Required work: Your task is to find every line in the records that holds the string "RecipeSummaryResponse" and copy it.

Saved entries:
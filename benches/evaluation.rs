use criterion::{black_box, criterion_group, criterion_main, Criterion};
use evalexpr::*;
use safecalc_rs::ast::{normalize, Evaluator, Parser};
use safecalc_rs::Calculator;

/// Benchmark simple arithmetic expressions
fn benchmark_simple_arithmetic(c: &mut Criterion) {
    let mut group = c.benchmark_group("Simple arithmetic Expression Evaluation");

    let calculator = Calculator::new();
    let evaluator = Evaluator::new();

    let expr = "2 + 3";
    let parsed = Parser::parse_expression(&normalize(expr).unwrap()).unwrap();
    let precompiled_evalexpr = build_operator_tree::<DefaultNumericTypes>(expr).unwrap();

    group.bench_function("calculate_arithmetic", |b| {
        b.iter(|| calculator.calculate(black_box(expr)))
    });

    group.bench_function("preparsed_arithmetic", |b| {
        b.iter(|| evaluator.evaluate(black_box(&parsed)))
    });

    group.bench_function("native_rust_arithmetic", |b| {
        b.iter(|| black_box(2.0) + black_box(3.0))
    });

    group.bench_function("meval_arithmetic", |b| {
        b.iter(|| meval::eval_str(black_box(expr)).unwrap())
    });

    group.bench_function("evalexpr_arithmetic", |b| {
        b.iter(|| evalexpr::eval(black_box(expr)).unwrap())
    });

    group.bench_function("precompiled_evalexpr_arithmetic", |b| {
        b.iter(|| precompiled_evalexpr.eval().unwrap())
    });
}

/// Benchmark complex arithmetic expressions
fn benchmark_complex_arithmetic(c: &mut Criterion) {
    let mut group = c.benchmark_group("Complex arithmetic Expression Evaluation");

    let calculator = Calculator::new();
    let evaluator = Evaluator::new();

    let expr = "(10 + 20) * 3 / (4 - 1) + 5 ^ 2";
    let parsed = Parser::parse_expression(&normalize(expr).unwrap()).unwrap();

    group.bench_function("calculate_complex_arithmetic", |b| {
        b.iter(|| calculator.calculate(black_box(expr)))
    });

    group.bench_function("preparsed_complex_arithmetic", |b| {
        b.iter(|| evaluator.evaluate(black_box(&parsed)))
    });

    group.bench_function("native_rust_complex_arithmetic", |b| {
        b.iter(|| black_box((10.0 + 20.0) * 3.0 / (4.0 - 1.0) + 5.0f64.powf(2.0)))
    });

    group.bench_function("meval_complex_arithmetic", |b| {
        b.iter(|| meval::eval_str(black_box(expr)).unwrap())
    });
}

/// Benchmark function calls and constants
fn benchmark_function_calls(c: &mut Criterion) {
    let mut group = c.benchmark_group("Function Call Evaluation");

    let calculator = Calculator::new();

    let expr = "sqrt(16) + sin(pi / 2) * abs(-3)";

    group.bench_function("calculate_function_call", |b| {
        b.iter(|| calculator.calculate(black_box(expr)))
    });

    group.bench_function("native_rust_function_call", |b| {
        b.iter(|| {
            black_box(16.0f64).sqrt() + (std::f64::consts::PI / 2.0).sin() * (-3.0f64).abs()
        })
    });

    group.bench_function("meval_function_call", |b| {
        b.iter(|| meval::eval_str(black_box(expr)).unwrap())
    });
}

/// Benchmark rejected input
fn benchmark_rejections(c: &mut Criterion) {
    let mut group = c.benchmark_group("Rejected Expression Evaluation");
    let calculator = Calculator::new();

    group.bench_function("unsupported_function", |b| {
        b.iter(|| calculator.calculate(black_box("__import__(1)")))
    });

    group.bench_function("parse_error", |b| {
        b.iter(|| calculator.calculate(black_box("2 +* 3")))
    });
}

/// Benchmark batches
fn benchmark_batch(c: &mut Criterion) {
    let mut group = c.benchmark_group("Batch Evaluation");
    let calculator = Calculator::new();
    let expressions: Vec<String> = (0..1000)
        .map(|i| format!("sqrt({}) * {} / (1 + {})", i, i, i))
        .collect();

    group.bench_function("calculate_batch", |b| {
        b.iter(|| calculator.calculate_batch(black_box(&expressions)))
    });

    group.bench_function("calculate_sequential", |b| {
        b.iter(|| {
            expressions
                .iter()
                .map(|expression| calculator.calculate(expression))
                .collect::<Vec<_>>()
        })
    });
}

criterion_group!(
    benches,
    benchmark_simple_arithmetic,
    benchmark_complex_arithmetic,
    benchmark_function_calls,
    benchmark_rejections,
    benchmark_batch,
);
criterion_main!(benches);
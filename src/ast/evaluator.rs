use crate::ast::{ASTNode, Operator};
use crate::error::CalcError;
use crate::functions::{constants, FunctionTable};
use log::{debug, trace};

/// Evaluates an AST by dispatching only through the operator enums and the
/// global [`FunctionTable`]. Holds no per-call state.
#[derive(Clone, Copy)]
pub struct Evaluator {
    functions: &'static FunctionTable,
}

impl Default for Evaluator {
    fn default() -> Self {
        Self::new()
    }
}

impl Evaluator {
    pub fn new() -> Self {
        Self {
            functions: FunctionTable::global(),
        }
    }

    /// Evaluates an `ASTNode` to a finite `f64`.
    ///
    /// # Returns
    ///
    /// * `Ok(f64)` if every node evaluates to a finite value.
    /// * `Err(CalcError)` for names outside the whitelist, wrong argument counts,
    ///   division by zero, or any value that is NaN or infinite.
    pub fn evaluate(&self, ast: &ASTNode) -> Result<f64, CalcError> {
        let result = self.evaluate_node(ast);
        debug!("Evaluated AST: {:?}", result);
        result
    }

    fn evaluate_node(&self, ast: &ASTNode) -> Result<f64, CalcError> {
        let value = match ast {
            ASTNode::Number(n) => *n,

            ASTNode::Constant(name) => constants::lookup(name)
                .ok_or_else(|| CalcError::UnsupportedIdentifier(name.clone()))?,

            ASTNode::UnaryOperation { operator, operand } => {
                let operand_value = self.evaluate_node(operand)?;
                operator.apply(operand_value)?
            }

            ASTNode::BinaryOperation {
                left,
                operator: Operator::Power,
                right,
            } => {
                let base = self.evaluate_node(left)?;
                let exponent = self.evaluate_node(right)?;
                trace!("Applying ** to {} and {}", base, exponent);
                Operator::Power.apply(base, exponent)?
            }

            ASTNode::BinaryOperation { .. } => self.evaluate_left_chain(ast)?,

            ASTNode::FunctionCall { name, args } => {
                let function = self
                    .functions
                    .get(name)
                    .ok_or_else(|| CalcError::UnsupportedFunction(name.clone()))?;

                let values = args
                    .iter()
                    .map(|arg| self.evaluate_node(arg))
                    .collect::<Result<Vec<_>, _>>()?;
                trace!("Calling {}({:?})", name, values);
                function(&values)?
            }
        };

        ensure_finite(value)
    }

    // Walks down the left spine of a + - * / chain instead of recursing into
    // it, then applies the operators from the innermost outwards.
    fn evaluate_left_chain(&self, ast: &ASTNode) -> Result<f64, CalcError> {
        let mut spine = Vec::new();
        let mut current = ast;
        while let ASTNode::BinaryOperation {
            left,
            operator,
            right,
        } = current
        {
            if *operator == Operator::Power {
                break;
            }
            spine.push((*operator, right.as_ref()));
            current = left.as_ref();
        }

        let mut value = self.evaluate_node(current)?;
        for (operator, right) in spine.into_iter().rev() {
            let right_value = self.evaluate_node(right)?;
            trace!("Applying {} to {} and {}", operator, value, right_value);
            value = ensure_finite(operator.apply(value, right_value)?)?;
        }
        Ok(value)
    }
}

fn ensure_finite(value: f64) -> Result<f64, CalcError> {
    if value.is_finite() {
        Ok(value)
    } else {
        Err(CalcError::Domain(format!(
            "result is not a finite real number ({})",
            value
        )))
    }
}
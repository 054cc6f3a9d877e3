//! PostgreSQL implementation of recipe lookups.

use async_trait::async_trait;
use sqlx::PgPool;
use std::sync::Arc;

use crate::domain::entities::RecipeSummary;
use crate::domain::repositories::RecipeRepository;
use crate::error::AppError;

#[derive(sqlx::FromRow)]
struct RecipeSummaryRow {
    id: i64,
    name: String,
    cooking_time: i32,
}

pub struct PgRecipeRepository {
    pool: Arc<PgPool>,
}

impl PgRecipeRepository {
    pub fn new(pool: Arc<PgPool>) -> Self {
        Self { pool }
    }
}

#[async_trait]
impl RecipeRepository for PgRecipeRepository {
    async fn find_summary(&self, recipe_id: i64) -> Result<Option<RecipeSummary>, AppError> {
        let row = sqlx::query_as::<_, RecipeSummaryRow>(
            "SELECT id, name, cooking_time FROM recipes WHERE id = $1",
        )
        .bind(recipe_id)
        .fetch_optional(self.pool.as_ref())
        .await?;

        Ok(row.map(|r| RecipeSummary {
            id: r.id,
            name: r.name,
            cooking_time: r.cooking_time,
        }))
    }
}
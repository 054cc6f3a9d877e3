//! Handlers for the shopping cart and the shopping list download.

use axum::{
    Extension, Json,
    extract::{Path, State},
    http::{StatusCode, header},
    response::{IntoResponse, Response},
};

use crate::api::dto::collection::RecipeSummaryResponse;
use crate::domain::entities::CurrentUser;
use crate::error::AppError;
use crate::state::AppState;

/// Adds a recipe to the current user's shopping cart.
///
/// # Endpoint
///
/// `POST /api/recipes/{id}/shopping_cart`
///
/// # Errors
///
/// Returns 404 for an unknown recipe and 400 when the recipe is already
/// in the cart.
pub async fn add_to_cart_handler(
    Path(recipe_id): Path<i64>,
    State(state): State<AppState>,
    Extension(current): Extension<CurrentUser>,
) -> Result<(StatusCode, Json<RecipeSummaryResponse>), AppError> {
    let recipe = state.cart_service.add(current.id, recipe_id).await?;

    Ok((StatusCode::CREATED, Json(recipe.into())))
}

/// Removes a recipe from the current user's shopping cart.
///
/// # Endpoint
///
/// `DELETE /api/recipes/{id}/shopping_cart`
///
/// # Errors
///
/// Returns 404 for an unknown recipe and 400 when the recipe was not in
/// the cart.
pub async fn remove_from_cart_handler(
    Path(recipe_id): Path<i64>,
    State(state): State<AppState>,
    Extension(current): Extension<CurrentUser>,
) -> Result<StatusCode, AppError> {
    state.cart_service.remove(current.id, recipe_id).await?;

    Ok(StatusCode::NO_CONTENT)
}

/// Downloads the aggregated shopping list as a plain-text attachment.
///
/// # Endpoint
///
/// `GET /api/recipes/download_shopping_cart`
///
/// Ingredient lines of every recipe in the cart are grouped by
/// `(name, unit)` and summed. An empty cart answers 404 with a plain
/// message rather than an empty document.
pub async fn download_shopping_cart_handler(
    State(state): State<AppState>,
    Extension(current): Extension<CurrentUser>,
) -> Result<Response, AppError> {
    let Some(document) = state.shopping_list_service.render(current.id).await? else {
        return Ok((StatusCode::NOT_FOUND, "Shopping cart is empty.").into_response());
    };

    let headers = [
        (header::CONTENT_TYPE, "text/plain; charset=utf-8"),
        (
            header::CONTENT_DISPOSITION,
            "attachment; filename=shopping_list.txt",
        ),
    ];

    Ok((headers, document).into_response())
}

Answer to this problem:
use crate::api::dto::collection::RecipeSummaryResponse;
) -> Result<(StatusCode, Json<RecipeSummaryResponse>), AppError> {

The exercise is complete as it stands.